Dataset excerpts:

//! HTTP face of `AppError`: every failure leaves as an error envelope.

use axum::extract::multipart::{MultipartError, MultipartRejection};
use axum::extract::rejection::{JsonRejection, PathRejection, QueryRejection};
use axum::http::StatusCode;
use axum::response::{IntoResponse, Response};
use axum::Json;
use tracing::{debug, error};
use vs_core::envelope::ErrorEnvelope;
use vs_core::AppError;

use crate::response::ApiResponse;

#[derive(Debug)]
pub struct ApiError(pub AppError);

pub type ApiResult<T> = Result<ApiResponse<T>, ApiError>;

impl From<AppError> for ApiError {
    fn from(err: AppError) -> Self {
        ApiError(err)
    }
}

impl From<JsonRejection> for ApiError {
    fn from(rejection: JsonRejection) -> Self {
        ApiError(AppError::invalid(rejection.body_text()))
    }
}

impl From<QueryRejection> for ApiError {
    fn from(rejection: QueryRejection) -> Self {
        ApiError(AppError::invalid(rejection.body_text()))
    }
}

impl From<PathRejection> for ApiError {
    fn from(rejection: PathRejection) -> Self {
        ApiError(AppError::invalid(rejection.body_text()))
    }
}

impl From<MultipartRejection> for ApiError {
    fn from(rejection: MultipartRejection) -> Self {
        ApiError(AppError::invalid(rejection.body_text()))
    }
}

impl From<MultipartError> for ApiError {
    fn from(err: MultipartError) -> Self {
        if err.status() == StatusCode::PAYLOAD_TOO_LARGE {
            ApiError(AppError::invalid("Upload exceeds the size limit"))
        } else {
            ApiError(AppError::invalid(format!("Invalid multipart body: {}", err.body_text())))
        }
    }
}

impl IntoResponse for ApiError {
    fn into_response(self) -> Response {
        let envelope = ErrorEnvelope::from(&self.0);
        if envelope.status_code >= 500 {
            error!(error = %self.0, "request failed");
        } else {
            debug!(status = envelope.status_code, message = %envelope.message, "request rejected");
        }
        let status =
            StatusCode::from_u16(envelope.status_code).unwrap_or(StatusCode::INTERNAL_SERVER_ERROR);
        (status, Json(envelope)).into_response()
    }
}
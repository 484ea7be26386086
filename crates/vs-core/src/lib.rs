//! vidshare/crates/vs-core/src/lib.rs
//!
//! The central domain logic and interface definitions for vidshare.

pub mod envelope;
pub mod error;
pub mod guard;
pub mod ids;
pub mod models;
pub mod query;
pub mod traits;

// Re-exporting for easier access in other crates
pub use error::*;
pub use models::*;
pub use traits::*;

### [Directions for this task]
In the records above, find the line containing "fn from(rejection: PathRejection)"; please retype it and every line after it through the last line, exactly and with nothing else.

### [Response]
    fn from(rejection: PathRejection) -> Self {
        ApiError(AppError::invalid(rejection.body_text()))
    }
}

impl From<MultipartRejection> for ApiError {
    fn from(rejection: MultipartRejection) -> Self {
        ApiError(AppError::invalid(rejection.body_text()))
    }
}

impl From<MultipartError> for ApiError {
    fn from(err: MultipartError) -> Self {
        if err.status() == StatusCode::PAYLOAD_TOO_LARGE {
            ApiError(AppError::invalid("Upload exceeds the size limit"))
        } else {
            ApiError(AppError::invalid(format!("Invalid multipart body: {}", err.body_text())))
        }
    }
}

impl IntoResponse for ApiError {
    fn into_response(self) -> Response {
        let envelope = ErrorEnvelope::from(&self.0);
        if envelope.status_code >= 500 {
            error!(error = %self.0, "request failed");
        } else {
            debug!(status = envelope.status_code, message = %envelope.message, "request rejected");
        }
        let status =
            StatusCode::from_u16(envelope.status_code).unwrap_or(StatusCode::INTERNAL_SERVER_ERROR);
        (status, Json(envelope)).into_response()
    }
}
repository 484ea7be26386086
filename crates/vs-core/src/lib.rs
//! vidshare/crates/vs-core/src/lib.rs
//!
//! The central domain logic and interface definitions for vidshare.

pub mod envelope;
pub mod error;
pub mod guard;
pub mod ids;
pub mod models;
pub mod query;
pub mod traits;

// Re-exporting for easier access in other crates
pub use error::*;
pub use models::*;
pub use traits::*;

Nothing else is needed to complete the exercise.